At the operational level: Did our leadership team have the capacity to execute? Were the right people in the right roles? Did we have the systems to monitor progress and course-correct?
These are different questions requiring different kinds of analysis. Your board needs operational details to understand what happened, but it should focus its governance attention on the strategic and tactical levels – on whether the strategy was sound and whether the board fulfilled its responsibilities for resourcing and oversight.
From Retrospective to Readiness
The retrospective should produce more than a report; it should create a shared understanding that shapes how you approach your next planning cycle.
Before you begin your next strategic plan, you should be able to answer these readiness questions:
Do we know what enabled our previous successes? Can you articulate the specific conditions – leadership, resourcing, governance attention, organizational capabilities – that allowed certain priorities to succeed? Are you prepared to create those conditions again for your next priorities?
Do we understand what prevented previous progress? Have you identified whether failures were strategy problems or execution problems?

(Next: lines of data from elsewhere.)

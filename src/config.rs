use std::env;
use std::path::PathBuf;

pub const DEFAULT_OLLAMA_URL: &str = "http://localhost:11434";
pub const DEFAULT_MODEL: &str = "llama3.2:3b";
pub const DEFAULT_LOG_FILTER: &str = "warn";

/// Runtime settings. Environment variables provide the defaults and command
/// line flags override them.
#[derive(Debug, Clone, PartialEq)]
pub struct Config {
    /// SQLite file backing the address book. `None` keeps everything in memory.
    pub db_path: Option<PathBuf>,
    pub ollama_url: String,
    pub model: String,
}

impl Default for Config {
    fn default() -> Self {
        Self {
            db_path: None,
            ollama_url: DEFAULT_OLLAMA_URL.to_string(),
            model: DEFAULT_MODEL.to_string(),
        }
    }
}

impl Config {
    /// Reads `NEXUS_DB`, `OLLAMA_HOST` and `NEXUS_MODEL`.
    pub fn from_env() -> Self {
        Self::from_lookup(|key| env::var(key).ok())
    }

    fn from_lookup(lookup: impl Fn(&str) -> Option<String>) -> Self {
        let defaults = Self::default();
        let non_empty = |key: &str| lookup(key).map(|v| v.trim().to_string()).filter(|v| !v.is_empty());

        Self {
            db_path: non_empty("NEXUS_DB").map(PathBuf::from),
            ollama_url: non_empty("OLLAMA_HOST")
                .map(|url| url.trim_end_matches('/').to_string())
                .unwrap_or(defaults.ollama_url),
            model: non_empty("NEXUS_MODEL").unwrap_or(defaults.model),
        }
    }
}

#[cfg(test)]
mod tests {
    use super::*;
    use std::collections::HashMap;

    fn lookup(pairs: &[(&str, &str)]) -> impl Fn(&str) -> Option<String> {
        let map: HashMap<String, String> = pairs
            .iter()
            .map(|(k, v)| (k.to_string(), v.to_string()))
            .collect();
        move |key: &str| map.get(key).cloned()
    }

    #[test]
    fn defaults_when_unset() {
        assert_eq!(Config::from_lookup(lookup(&[])), Config::default());
    }

    #[test]
    fn reads_all_variables() {
        let config = Config::from_lookup(lookup(&[
            ("NEXUS_DB", "/tmp/book.db"),
            ("OLLAMA_HOST", "http://gpu-box:11434/"),
            ("NEXUS_MODEL", "qwen2.5"),
        ]));
        assert_eq!(config.db_path, Some(PathBuf::from("/tmp/book.db")));
        assert_eq!(config.ollama_url, "http://gpu-box:11434");
        assert_eq!(config.model, "qwen2.5");
    }

    #[test]
    fn blank_values_fall_back() {
        let config = Config::from_lookup(lookup(&[("NEXUS_DB", "  "), ("NEXUS_MODEL", "")]));
        assert_eq!(config.db_path, None);
        assert_eq!(config.model, DEFAULT_MODEL);
    }
}
use std::path::{Component, Path};

use xitca_web::handler::params::Params;
use xitca_web::handler::state::StateRef;
use xitca_web::http::{Response, StatusCode, header};

use crate::error::ServeError;

use super::state::ServeState;

/// Serves any file under `DOCS_ROOT` by its relative path, the Rust-native
/// analogue of the original's Flask `static_folder` mount: images,
/// thumbnails, and version files all live under the same root the JSON
/// layer reads from.
pub async fn serve_static(
    Params(path): Params<String>,
    StateRef(state): StateRef<'_, ServeState>,
) -> Result<Response<Vec<u8>>, ServeError> {
    let relative = Path::new(&path);
    if relative
        .components()
        .any(|c| matches!(c, Component::ParentDir | Component::RootDir | Component::Prefix(_)))
    {
        return Err(ServeError::PathTraversal(path));
    }

    let full_path = state.layout.docs_root().join(relative);
    let bytes = std::fs::read(&full_path).map_err(|_| ServeError::FileNotFound(path.clone()))?;
    let mime = mime_guess::from_path(&full_path).first_or_octet_stream();

    Response::builder()
        .status(StatusCode::OK)
        .header(header::CONTENT_TYPE, mime.as_ref())
        .body(bytes)
        .map_err(|err| ServeError::ArchiveUnreadable(err.to_string()))
}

Do you know which organizational constraints need to be addressed before you commit to ambitious new priorities?
Have we built institutional learning into our planning process? Are you approaching your next plan as a hypothesis to be tested rather than a fixed blueprint to be executed? Have you identified what success looks like for each potential priority? Have you determined how you'll monitor progress and adapt when evidence suggests you need to?
Is our leadership system ready? Does your senior team have the metabolic capacity to handle what you're about to ask of them? Have you addressed any leadership constraints that undermined your previous plan? Have you protected senior leaders' time for strategic priorities rather than assuming they'll add strategy work on top of everything else?

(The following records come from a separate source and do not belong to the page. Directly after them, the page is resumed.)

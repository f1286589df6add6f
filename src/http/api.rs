use serde::Serialize;
use serde_json::Value;

use crate::http::{HttpClient, Method};

#[derive(Serialize)]
struct ExportBody<'a> {
    #[serde(rename = "boardID")]
    board_id: &'a str,
    projectid: &'a str,
    #[serde(rename = "preventHotspotHinting")]
    prevent_hotspot_hinting: &'a str,
    #[serde(rename = "preventBrowse")]
    prevent_browse: &'a str,
    #[serde(rename = "preventBranding")]
    prevent_branding: &'a str,
}

const BASE: &str = "https://projects.invisionapp.com";

/// Thin, stateless wrappers around every upstream endpoint the mirroring
/// engine needs. Each method returns the decoded JSON body, or `None` if the
/// underlying request ultimately failed (transient or permanent).
#[derive(Clone)]
pub struct ApiAdapter {
    client: HttpClient,
}

impl ApiAdapter {
    pub fn new(client: HttpClient) -> Self {
        Self { client }
    }

    async fn get_json(&self, url: &str, query: &[(&str, &str)]) -> Option<Value> {
        let response = self
            .client
            .request::<()>(Method::Get, url, Some(query), None)
            .await?;
        response.json::<Value>().await.ok()
    }

    pub async fn get_projects(&self, is_archived: bool) -> Option<Vec<Value>> {
        let url = format!("{BASE}/api:unifiedprojects.getProjects");
        let is_archived = if is_archived { "true" } else { "" };
        let body = self
            .get_json(&url, &[("isArchived", is_archived), ("isCollaborator", "")])
            .await?;
        body.get("results")?.as_array().cloned()
    }

    pub async fn get_tags(&self) -> Option<Vec<Value>> {
        let url = format!("{BASE}/api:unifiedprojects.getTags");
        let body = self.get_json(&url, &[]).await?;
        body.get("tags")?.as_array().cloned()
    }

    pub async fn get_project_screens(&self, project_id: &str) -> Option<Value> {
        let url = format!("{BASE}/api:desktop_partials.projectScreens2Grouped");
        self.get_json(&url, &[("id", project_id)]).await
    }

    pub async fn get_project_archived_screens(&self, project_id: &str) -> Option<Value> {
        let url = format!("{BASE}/api:desktop_partials.projectScreens2Archived");
        self.get_json(&url, &[("id", project_id)]).await
    }

    pub async fn get_project_shares(&self, project_id: &str) -> Option<Value> {
        let url = format!("{BASE}/api:project_shares_tab_partials.getView");
        self.get_json(&url, &[("prototypeID", project_id)]).await
    }

    pub async fn get_project_assets(&self, project_id: &str) -> Option<Value> {
        let url = format!("{BASE}/api:inspect.getProjectAssets");
        self.get_json(&url, &[("projectID", project_id)]).await
    }

    /// Picks the live vs. archived screen-details endpoint based on the
    /// screen's archived state, as archived screens have no inspect/history.
    pub async fn get_screen_details(&self, screen_id: &str, is_archived: bool) -> Option<Value> {
        let url = if is_archived {
            format!("{BASE}/api:desktop_partials/screenQuickView")
        } else {
            format!("{BASE}/api:desktop_partials.consoleScreen")
        };
        let query: &[(&str, &str)] = if is_archived {
            &[("screenID", screen_id)]
        } else {
            &[("screenID", screen_id), ("trigger", "initial-load")]
        };
        self.get_json(&url, query).await
    }

    pub async fn get_screen_inspect(&self, screen_id: &str) -> Option<Value> {
        let url = format!("{BASE}/api:inspect.getExtractionJSON");
        self.get_json(&url, &[("id", screen_id)]).await
    }

    pub async fn get_screen_history(&self, screen_id: &str) -> Option<Value> {
        let url = format!("{BASE}/api:desktop_partials/screenHistory");
        self.get_json(&url, &[("screenID", screen_id)]).await
    }

    /// Requests a one-time ZIP export link for a prototype or board project.
    /// The upstream returns an HTML fragment containing a download anchor;
    /// its `href` is the export link. Never persisted to the archive.
    pub async fn export_project(&self, project: &Value, user_id: &str) -> Option<String> {
        let project_id = project.get("id")?.as_str()?;
        let project_type = project.get("type")?.as_str()?;

        let url = match project_type {
            "prototype" => format!(
                "{BASE}/d/zipexport/generate/debugProjectID/{project_id}/debugUserID/{user_id}"
            ),
            "board" => format!("{BASE}/d/board_offline_zip_export/generate"),
            other => {
                tracing::warn!(project_type = other, "unknown project type for export");
                return None;
            }
        };

        let body = ExportBody {
            board_id: project_id,
            projectid: project_id,
            prevent_hotspot_hinting: "false",
            prevent_browse: "false",
            prevent_branding: "true",
        };
        let response = self
            .client
            .request_form(Method::Post, &url, None, Some(&body))
            .await?;
        let html = response.text().await.ok()?;

        let document = scraper::Html::parse_document(&html);
        let selector = if project_type == "prototype" {
            scraper::Selector::parse("a.button.export").ok()?
        } else {
            scraper::Selector::parse("a.download-box__button").ok()?
        };

        document
            .select(&selector)
            .next()
            .and_then(|el| el.value().attr("href"))
            .map(str::to_string)
    }
}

Have we established the conversion mechanisms? Are you prepared to translate strategic priorities into board goals, head goals, and senior leadership goals? Will you create the feedback loops and accountability structures that keep strategic priorities visible and active throughout the planning cycle?
If you can't answer these readiness questions confidently, you're not ready to begin your next strategic planning cycle even if the calendar says it's time.
The Gift You Give Your Next Plan
Your community is about to invest enormous energy in defining your school's future. Trustees will clear calendars for retreats. Faculty will serve on committees. Parents will attend focus groups. Alumni will complete surveys. Consultants will facilitate conversations. Everyone will bring their hopes, concerns, and ideas to the process.
That investment deserves to be built on learning from your last cycle, not on institutional amnesia that dooms you to repeat the same planning mistakes. The retrospective is how you honor that investment. It's how you ensure the next strategic plan is informed by wisdom about what your school can actually deliver and what conditions enable that delivery.
Before you begin your next strategic planning cycle, do the retrospective. Make it rigorous. Make it honest. Make it learning-focused rather than blame-focused. Document what happened, understand why, and use that understanding to shape a next plan that's grounded in reality about your school's capabilities and constraints.
Your next strategic plan will be better for it. More importantly, your school will be better for it – stronger in its self-knowledge, clearer about its capabilities, more honest about what it can deliver. The retrospective doesn't just improve your next plan. It builds the institutional muscle for honest assessment and adaptive learning that every school needs to thrive in an uncertain future. And that muscle matters far more than any single strategic plan ever will.